This factsheet provides information to general practitioners treating local community members impacted by the remediation of Kealba landfill. This update is for August 2021 and includes environmental monitoring data between July 2020 to June 2021. Further detailed information is provided in Interim air pollution assessment for Kealba landfill hotspot remediation.
Landfill fire hotspots are areas of high temperature deep in the landfill that generate localised smoke and strong odours. Barro Group, the operator of Kealba landfill, has been undertaking works to remediate four hotspots. While the remediation is not generating visible smoke beyond the boundary, the remediation has generated significant odours and, on occasions, particulate matter above the national standard at the boundary of the site.
The two communities impacted by the remediation works are to the north (Kealba, Keilor, Keilor Downs) and to the west (St Albans, St Albans East, Sunshine) of the landfill. Community members have reported health symptoms which are contributing to significant community distress. These include:
- sore throats
- stinging eyes
- triggering of asthma symptoms
- impacts to wellbeing, mental health and quality of life.
Pollution reports were predominantly raised in Kealba and St Albans, with a significant increase in November and December 2020 when the remediation accessed older, hotter waste. Offensive odours reported by the community have also been observed by EPA officers.

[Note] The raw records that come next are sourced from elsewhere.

//! Window accounting.

use serde::{Deserialize, Serialize};
use std::ops::AddAssign;

/// Counts of what the engine did with each security and window.
///
/// Per-window failures are only visible here; they are never logged
/// individually.
#[derive(Debug, Clone, Copy, Default, PartialEq, Eq, Serialize, Deserialize)]
pub struct EngineStats {
    /// Securities processed
    pub securities: usize,
    /// Securities with fewer observations than the window length
    pub short_securities: usize,
    /// Full windows examined
    pub windows: usize,
    /// Records emitted
    pub records: usize,
    /// Windows whose design matrix was rank-deficient but were still fitted
    pub rank_deficient: usize,
    /// Windows omitted because the design matrix was rank-deficient
    pub singular_omitted: usize,
    /// Windows omitted because they contained a missing or non-finite value
    pub non_finite_omitted: usize,
}

impl EngineStats {
    /// Total windows omitted for any reason.
    pub const fn omitted(&self) -> usize {
        self.singular_omitted + self.non_finite_omitted
    }
}

impl AddAssign for EngineStats {
    fn add_assign(&mut self, rhs: Self) {
        self.securities += rhs.securities;
        self.short_securities += rhs.short_securities;
        self.windows += rhs.windows;
        self.records += rhs.records;
        self.rank_deficient += rhs.rank_deficient;
        self.singular_omitted += rhs.singular_omitted;
        self.non_finite_omitted += rhs.non_finite_omitted;
    }
}

#[cfg(test)]
mod tests {
    use super::*;

    #[test]
    fn test_accumulate() {
        let mut total = EngineStats::default();
        total += EngineStats {
            securities: 2,
            windows: 10,
            records: 8,
            singular_omitted: 1,
            non_finite_omitted: 1,
            ..Default::default()
        };
        total += EngineStats {
            securities: 1,
            short_securities: 1,
            ..Default::default()
        };

        assert_eq!(total.securities, 3);
        assert_eq!(total.short_securities, 1);
        assert_eq!(total.records, 8);
        assert_eq!(total.omitted(), 2);
    }
}
//! Residual variance.

use ndarray::ArrayView1;

/// Sample variance with Bessel's correction (divides by `n - 1`).
///
/// Returns `None` for fewer than two values.
pub fn sample_variance(values: ArrayView1<'_, f64>) -> Option<f64> {
    let n = values.len();
    if n < 2 {
        return None;
    }
    let mean = values.mean()?;
    Some(values.iter().map(|&x| (x - mean).powi(2)).sum::<f64>() / (n as f64 - 1.0))
}
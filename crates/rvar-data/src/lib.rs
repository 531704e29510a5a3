#![doc = include_str!("../README.md")]
#![doc(issue_tracker_base_url = "https://github.com/factordynamics/rvar/issues/")]
#![cfg_attr(docsrs, feature(doc_cfg, doc_auto_cfg))]
#![warn(missing_docs)]
#![forbid(unsafe_code)]

pub mod calendar;
pub mod error;
pub mod loader;
pub mod observation;
pub mod panel;
pub mod timeline;

pub use error::{DataError, InputShapeError, Result};
pub use loader::{PanelColumns, panel_from_dataframe, read_panel_csv, read_panel_csv_from};
pub use observation::{
    FACTOR_COUNT, FACTOR_NAMES, Observation, ResidualVarianceRecord, SecurityId,
};
pub use panel::Panel;
pub use timeline::SecurityTimeline;

/// Version information.
pub const VERSION: &str = env!("CARGO_PKG_VERSION");

#[cfg(test)]
mod tests {
    use super::*;

    #[test]
    fn test_version() {
        assert!(!VERSION.is_empty());
    }
}
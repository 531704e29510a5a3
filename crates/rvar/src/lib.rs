#![doc = include_str!("../README.md")]
#![doc(issue_tracker_base_url = "https://github.com/factordynamics/rvar/issues/")]
#![cfg_attr(docsrs, feature(doc_cfg, doc_auto_cfg))]
#![warn(missing_docs)]
#![forbid(unsafe_code)]

pub mod config;
pub mod error;
pub mod executor;
pub mod partition;
pub mod pipeline;
pub mod workload;

// Re-export main types from sub-crates
pub use rvar_data as data;
pub use rvar_output as output;
pub use rvar_regression as regression;

pub use config::{PipelineConfig, Sampling};
pub use error::{ExecutorError, PartitionError, PipelineError, Result};
pub use executor::{
    ExecutionOutput, ExecutorConfig, ParallelExecutor, PartitionHook, PartitionOutcome,
};
pub use partition::{LoadProxy, PartitionPlan, PartitionStrategy, WorkPartition, quantile};
pub use pipeline::{PipelineOutput, ResidualVariancePipeline};
pub use workload::{SecurityWorkload, WorkloadIndex};

/// Version information.
pub const VERSION: &str = env!("CARGO_PKG_VERSION");
//! Panel loaders.
//!
//! Both loaders accept the column layout of a CRSP daily file joined with the
//! daily Fama-French factors: `permno` is accepted for `security_id`, and the
//! excess return is either read directly (`excess_return` / `exret`) or derived
//! as `ret - rf`. Empty numeric fields become NaN.

pub mod delimited;
pub mod frame;

pub use delimited::{read_panel_csv, read_panel_csv_from};
pub use frame::{PanelColumns, panel_from_dataframe};

/// Resolve the excess return of a row from the fields available.
pub(crate) fn resolve_excess_return(
    excess_return: Option<f64>,
    ret: Option<f64>,
    rf: Option<f64>,
) -> f64 {
    match (excess_return, ret, rf) {
        (Some(exret), _, _) => exret,
        (None, Some(ret), Some(rf)) => ret - rf,
        _ => f64::NAN,
    }
}
//! Polars view of the characteristic table.

use polars::prelude::*;

use crate::export::{CharacteristicTable, ExportError};

impl CharacteristicTable {
    /// Convert the table into a `DataFrame` with columns
    /// `security_id` (i64), `date` (Date) and the characteristic (f64).
    ///
    /// # Errors
    ///
    /// Returns an error if the frame cannot be assembled.
    pub fn to_dataframe(&self) -> Result<DataFrame, ExportError> {
        let ids: Vec<i64> = self.records().iter().map(|r| r.security_id).collect();
        let dates: Vec<String> = self
            .records()
            .iter()
            .map(|r| r.date.format("%Y-%m-%d").to_string())
            .collect();
        let values: Vec<f64> = self
            .records()
            .iter()
            .map(|r| r.residual_variance)
            .collect();

        let df = DataFrame::new(vec![
            Series::new("security_id".into(), ids).into(),
            Series::new("date".into(), dates).into(),
            Series::new(self.name().into(), values).into(),
        ])?;

        let df = df
            .lazy()
            .with_column(col("date").cast(DataType::Date))
            .collect()?;

        Ok(df)
    }
}

#[cfg(test)]
mod tests {
    use super::*;
    use chrono::NaiveDate;
    use rvar_data::ResidualVarianceRecord;

    #[test]
    fn test_to_dataframe() {
        let d = |day| NaiveDate::from_ymd_opt(2021, 8, day).unwrap();
        let table = CharacteristicTable::new(
            "rvar_ff3",
            vec![
                ResidualVarianceRecord::new(7, d(2), 0.5),
                ResidualVarianceRecord::new(7, d(3), 0.25),
            ],
        );

        let df = table.to_dataframe().unwrap();
        assert_eq!(df.height(), 2);
        assert_eq!(df.get_column_names(), vec!["security_id", "date", "rvar_ff3"]);
        assert_eq!(df.column("date").unwrap().dtype(), &DataType::Date);

        let values = df.column("rvar_ff3").unwrap().f64().unwrap();
        assert_eq!(values.get(1), Some(0.25));
    }

    #[test]
    fn test_empty_table() {
        let df = CharacteristicTable::new("rvar_ff3", vec![])
            .to_dataframe()
            .unwrap();
        assert_eq!(df.height(), 0);
        assert_eq!(df.width(), 3);
    }
}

Odours can stimulate the central nervous system causing short-term, reversible physiological effects including triggering of asthma symptoms. Nonetheless, the long-term risk to health from odour exposure is very low. Further information on environmental odours is available from the Agency for Toxic Substances and Disease Registry.
Air quality monitoring
EPA has required the landfill owner to conduct regular air quality monitoring for key indicator substances including particulate matter (PM2.5), carbon monoxide (CO), sulfur dioxide (SO2), and volatile organic compounds (VOCs). These measurements were undertaken at the boundary of the site with Kealba and St Albans, with concentrations in the community decreasing with distance.
On the 6 August 2021, EPA deployed air quality monitors in both Kealba and St Albans communities, to provide near real time information on PM2.5 concentrations within the two communities. Hourly average values for PM2.5 include air quality categories and health advice. Since deployment hourly PM2.5 concentrations in the community have been within the category of ‘good’. It is important to note that other sources, including odour, may trigger health symptoms. While PM2.5 may be low, other factors influencing an individual’s health may need to be managed in discussion with their doctor.